# 2 chinchilla Persians for adoption... 1 male 1 female



## Steffanny162 (Oct 8, 2011)

Name: Cuddles & Dusty
Colour/Pattern: chinchilla persian
Age: 11 years old 
Sex: Both neutered
Location: Milton Keynes 
Contact: Stephanie
Number: 07769225916
Email: [email protected]

Contact by email is preferred.

I have 2 chinchilla Persians for adoption. Parents have split up and sadly my mum cannot afford our cats <3
they're not lap cats but are cuddly when they want love and attention lol! They're indoor cats but would go outside when they were young.
Photos to follow!!
They're lovely beautiful cats! Cuddles doesn't like being groomed so he's notty (we usually have his belly shaved around this time of year but not many people want to rehome naked cats haha!)


----------



## Steffanny162 (Oct 8, 2011)

Please guys, these need to go asap


----------



## lizward (Feb 29, 2008)

I guess a lot of us are wondering why these cats are so expensive that your Mum can't afford them, and wondering if this is simply a knee-jerk reaction on her part that she will soon get over if she just sticks with it. 
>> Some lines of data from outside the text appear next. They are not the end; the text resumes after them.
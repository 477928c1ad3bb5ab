use lpc_ast::{NodeId, NodeKind, TextRange, TextSize};
use lpc_errors::ParseError;
use lpc_tokenizer::SyntaxKind::*;
use lpc_tokenizer::{Token, is_type_allowed_as_name};

use super::{Context, delimited, exprs, stmts};
use crate::parser::{Parser, Result};

fn modifiers(p: &mut Parser<'_>) -> Result<Vec<TextRange>> {
    let mut modifiers = Vec::new();
    while p.at(MODIFIER) {
        modifiers.push(p.bump()?.range);
    }
    Ok(modifiers)
}

fn at_ampersand(p: &mut Parser<'_>) -> bool {
    p.at_text(ARITH_OP, "&")
}

fn eat_ampersand(p: &mut Parser<'_>) -> Result<Option<Token>> {
    if at_ampersand(p) { p.bump().map(Some) } else { Ok(None) }
}

fn at_declarator(p: &mut Parser<'_>) -> bool {
    exprs::at_name(p) || matches!(p.peek_kind(), STAR | ELLIPSIS) || at_ampersand(p)
}

fn is_struct_word(p: &Parser<'_>, token: Token) -> bool {
    matches!(p.text(token.range), "struct" | "class")
}

/// The rest of a type after its first word: `struct` and `class` are
/// followed by the struct name.
fn type_ref(p: &mut Parser<'_>, first: Token) -> Result<TextRange> {
    if !is_struct_word(p, first) {
        return Ok(first.range);
    }
    let name = p.expect(NAME, "a struct name")?;
    Ok(TextRange::new(first.range.start(), name.range.end()))
}

/// A type word that names a variable (`status = 1;`) rather than starting a
/// declaration.
fn is_type_used_as_name(p: &mut Parser<'_>, modifiers: &[TextRange], ty: Token) -> bool {
    modifiers.is_empty() && is_type_allowed_as_name(p.text(ty.range)) && !at_declarator(p)
}

pub(crate) fn declaration(p: &mut Parser<'_>, ctx: Context) -> Result<NodeId> {
    let start = p.peek().range.start();
    let modifiers = modifiers(p)?;

    if p.at(INHERIT_KW) {
        return inherit(p, modifiers, start);
    }

    let ty = match p.peek_kind() {
        TYPE => {
            let first = p.bump()?;
            if is_type_used_as_name(p, &modifiers, first) {
                let name = p.alloc(NodeKind::Identifier, first.range);
                let expr = exprs::expr_from(p, name)?;
                statement_end(p)?;
                return Ok(expr);
            }

            if is_struct_word(p, first) {
                let name = p.expect(NAME, "a struct name")?;
                if p.at(LEFT_BRACE) {
                    if let Some(&modifier) = modifiers.first() {
                        return Err(ParseError::new(
                            "modifiers are not allowed on a struct definition",
                            modifier,
                        ));
                    }
                    return struct_def(p, start, name);
                }
                Some(TextRange::new(first.range.start(), name.range.end()))
            } else {
                Some(first.range)
            }
        }
        // `static create() { ... }` has modifiers but no type.
        _ if !modifiers.is_empty() => None,
        _ => return Err(p.unexpected_with("expected a type")),
    };

    let head = p.peek().range.start();
    let is_array = p.eat(STAR)?.is_some();
    let by_ref = eat_ampersand(p)?.is_some();
    let name = exprs::name(p)?;

    if !by_ref && p.at(PAREN_START) {
        return function(p, ctx, start, modifiers, ty, is_array, name);
    }

    let end = p.end(name);
    let first = finish_declarator(p, head, end, Some(name), is_array, by_ref, false)?;
    var_decl_rest(p, start, modifiers, ty, first)
}

/// `int i = 0, j` in a `for` head. The `;` is left to the caller.
pub(crate) fn local_declaration(p: &mut Parser<'_>) -> Result<NodeId> {
    let start = p.peek().range.start();
    let modifiers = modifiers(p)?;
    let first = p.expect(TYPE, "a type")?;
    let ty = type_ref(p, first)?;

    let first = declarator(p, false)?;
    let mut declarators = vec![first];
    while p.eat(COMMA)?.is_some() {
        declarators.push(declarator(p, false)?);
    }

    let range = TextRange::new(start, p.end(declarators[declarators.len() - 1]));
    Ok(p.alloc(NodeKind::VarDecl { modifiers, ty: Some(ty), declarators }, range))
}

fn var_decl_rest(
    p: &mut Parser<'_>,
    start: TextSize,
    modifiers: Vec<TextRange>,
    ty: Option<TextRange>,
    first: NodeId,
) -> Result<NodeId> {
    let mut declarators = vec![first];
    while p.eat(COMMA)?.is_some() {
        let previous = declarators[declarators.len() - 1];
        p.trailing_comment(previous);
        declarators.push(declarator(p, false)?);
    }
    statement_end(p)?;

    let range = TextRange::new(start, p.end(declarators[declarators.len() - 1]));
    Ok(p.alloc(NodeKind::VarDecl { modifiers, ty, declarators }, range))
}

/// One function parameter, foreach variable, or prototype argument. A type
/// word that is really a name (`status`) falls back to an expression.
pub(crate) fn parameter(p: &mut Parser<'_>) -> Result<NodeId> {
    let start = p.peek().range.start();
    let modifiers = modifiers(p)?;
    let first = p.expect(TYPE, "a type")?;

    if is_type_used_as_name(p, &modifiers, first) {
        let name = p.alloc(NodeKind::Identifier, first.range);
        return exprs::expr_from(p, name);
    }
    let ty = type_ref(p, first)?;

    let mut end = ty.end();
    let mut declarators = Vec::new();
    if at_declarator(p) {
        let declarator = declarator(p, true)?;
        end = p.end(declarator);
        declarators.push(declarator);
    }

    let range = TextRange::new(start, end);
    Ok(p.alloc(NodeKind::VarDecl { modifiers, ty: Some(ty), declarators }, range))
}

fn declarator(p: &mut Parser<'_>, allow_default: bool) -> Result<NodeId> {
    let start = p.peek().range.start();
    let mut end = start;

    let star = p.eat(STAR)?;
    let ampersand = eat_ampersand(p)?;
    for token in star.iter().chain(&ampersand) {
        end = token.range.end();
    }

    let name = if exprs::at_name(p) { Some(exprs::name(p)?) } else { None };
    if let Some(name) = name {
        end = p.end(name);
    } else if end == start && !p.at(ELLIPSIS) {
        return Err(p.unexpected_with("expected a variable name"));
    }

    finish_declarator(p, start, end, name, star.is_some(), ampersand.is_some(), allow_default)
}

fn finish_declarator(
    p: &mut Parser<'_>,
    start: TextSize,
    mut end: TextSize,
    name: Option<NodeId>,
    is_array: bool,
    by_ref: bool,
    allow_default: bool,
) -> Result<NodeId> {
    let mut spread = false;
    if let Some(ellipsis) = p.eat(ELLIPSIS)? {
        spread = true;
        end = ellipsis.range.end();
    }

    let mut init = None;
    let mut is_default = false;
    if p.at_text(ASSIGN_OP, "=") || (allow_default && p.at(COLON)) {
        is_default = p.bump()?.kind == COLON;
        let value = exprs::expr(p)?;
        end = p.end(value);
        init = Some(value);
    }

    let range = TextRange::new(start, end);
    Ok(p.alloc(NodeKind::VarDeclarator { name, is_array, by_ref, spread, init, is_default }, range))
}

fn function(
    p: &mut Parser<'_>,
    ctx: Context,
    start: TextSize,
    modifiers: Vec<TextRange>,
    ty: Option<TextRange>,
    is_array: bool,
    name: NodeId,
) -> Result<NodeId> {
    p.expect(PAREN_START, "`(`")?;
    let (params, close) = delimited(p, PAREN_END, "`)`", exprs::argument)?;

    if p.eat(SEMICOLON)?.is_some() {
        let range = TextRange::new(start, close.range.end());
        let kind = NodeKind::Function { modifiers, ty, is_array, name, params, body: None };
        return Ok(p.alloc(kind, range));
    }

    if ctx != Context::Root {
        return Err(ParseError::new(
            "functions can only be defined at file scope",
            p.range(name),
        ));
    }

    let body = function_body(p)?;
    let range = TextRange::new(start, p.end(body));
    let kind = NodeKind::Function { modifiers, ty, is_array, name, params, body: Some(body) };
    Ok(p.alloc(kind, range))
}

/// The block after a function head. A comment between `)` and `{` opens the
/// block.
fn function_body(p: &mut Parser<'_>) -> Result<NodeId> {
    if !p.at(LEFT_BRACE) {
        return Err(p.unexpected_with("expected `;` or `{`"));
    }

    let mut comments = p.take_pending().into_iter();
    let open_comment = comments.next();
    for comment in comments {
        p.park(comment);
    }
    stmts::block(p, open_comment)
}

fn struct_def(p: &mut Parser<'_>, start: TextSize, name: Token) -> Result<NodeId> {
    let name = p.alloc(NodeKind::Identifier, name.range);

    p.expect(LEFT_BRACE, "`{`")?;
    let members = super::statement_list(p, Context::Block, &[RIGHT_BRACE])?;
    let close = p.expect(RIGHT_BRACE, "`}`")?;
    p.eat(SEMICOLON)?;

    let range = TextRange::new(start, close.range.end());
    Ok(p.alloc(NodeKind::StructDef { name, members }, range))
}

pub(crate) fn inherit(
    p: &mut Parser<'_>,
    modifiers: Vec<TextRange>,
    start: TextSize,
) -> Result<NodeId> {
    p.expect(INHERIT_KW, "`inherit`")?;
    let argument = exprs::expr(p)?;
    let semi = p.expect(SEMICOLON, "`;`")?;

    let range = TextRange::new(start, semi.range.end());
    Ok(p.alloc(NodeKind::Inherit { modifiers, argument }, range))
}

/// A preprocessor line. Arguments are kept as source text, one range per
/// physical line.
pub(crate) fn directive(p: &mut Parser<'_>) -> Result<NodeId> {
    let hash = p.bump()?;
    let text = p.text(hash.range);
    let word = text.trim_start_matches('#').trim_start();
    let name = TextRange::new(hash.range.end() - TextSize::of(word), hash.range.end());
    let mut end = hash.range.end();

    let mut key = None;
    if p.raw().kind == DIRECTIVE_KEY {
        let token = p.bump_raw();
        end = token.range.end();
        key = Some(token.range);
    }

    let mut args = Vec::new();
    let mut line: Option<TextRange> = None;
    loop {
        let token = p.raw();
        if let Some(message) = token.error {
            return Err(ParseError::new(message, token.range));
        }
        match token.kind {
            DIRECTIVE_ARGUMENT | BLOCK_COMMENT => {
                p.bump_raw();
                end = token.range.end();
                line = Some(line.map_or(token.range, |line| line.cover(token.range)));
            }
            DIRECTIVE_LINE_BREAK => {
                p.bump_raw();
                args.extend(line.take());
            }
            DIRECTIVE_END => {
                p.bump_raw();
                args.extend(line.take());
                break;
            }
            _ => return Err(p.unexpected()),
        }
    }

    let range = TextRange::new(hash.range.start(), end);
    Ok(p.alloc(NodeKind::Directive { name, key, args }, range))
}

/// The end of a simple statement. A `,` stands in for `;`, and the `;` may
/// be left off before `}` or the end of the file.
fn statement_end(p: &mut Parser<'_>) -> Result<()> {
    match p.peek_kind() {
        SEMICOLON | COMMA => {
            p.bump()?;
            Ok(())
        }
        RIGHT_BRACE | EOF => Ok(()),
        _ => Err(p.unexpected_with("expected `;`")),
    }
}

/// An expression followed by `;`. At file scope a call followed by a block
/// is a function without a return type, and a call whose arguments are
/// declarations is its prototype.
pub(crate) fn expression_statement(p: &mut Parser<'_>, ctx: Context) -> Result<NodeId> {
    let expr = exprs::expr(p)?;

    let (callee, args) = match p.kind(expr) {
        NodeKind::Call { callee, args } if matches!(p.kind(*callee), NodeKind::Identifier) => {
            (*callee, args.clone())
        }
        _ => {
            statement_end(p)?;
            return Ok(expr);
        }
    };

    if ctx == Context::Root && p.at(LEFT_BRACE) {
        let body = function_body(p)?;
        let range = TextRange::new(p.start(expr), p.end(body));
        let kind = NodeKind::Function {
            modifiers: Vec::new(),
            ty: None,
            is_array: false,
            name: callee,
            params: args,
            body: Some(body),
        };
        p.replace(expr, kind, range);
        return Ok(expr);
    }

    let is_prototype =
        args.iter().any(|&arg| matches!(p.kind(arg), NodeKind::VarDecl { .. }));
    statement_end(p)?;
    if is_prototype {
        let kind = NodeKind::Function {
            modifiers: Vec::new(),
            ty: None,
            is_array: false,
            name: callee,
            params: args,
            body: None,
        };
        let range = p.range(expr);
        p.replace(expr, kind, range);
    }
    Ok(expr)
}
At 11 years old these cats are not going to be easy to home even though they are pedigrees.

There is a persian rescue in Rushden, have you tried them?

liz


----------



## Paddypaws (May 4, 2010)

Please contact Patsy at Rushden Persian rescue on 01933 387 658, I am certain she will step in to help.


----------



## kelly-joy (Oct 14, 2008)

I agree Patsy is great, I have her personal number if you have trouble getting through on the rescue number, just let me know


----------



## Steffanny162 (Oct 8, 2011)

Thankful guys, my dad left my mum on monday & she only earns £350 a month, so she isn't gonna be able to support herself let alone the cats . I keep saying I will pay because I love them so so so much <3

Were trying our hardest to keep them, just putting out the feelers incase.
Were in Milton Keynes & can't drive


----------



## lizward (Feb 29, 2008)

This is all far too premature, there is no knowing that he won't come back! If there really is a split up, assuming they are married, there will be a divorce settlement. This is just too early. I am sorry this has happened, you must be devastated.

Liz


----------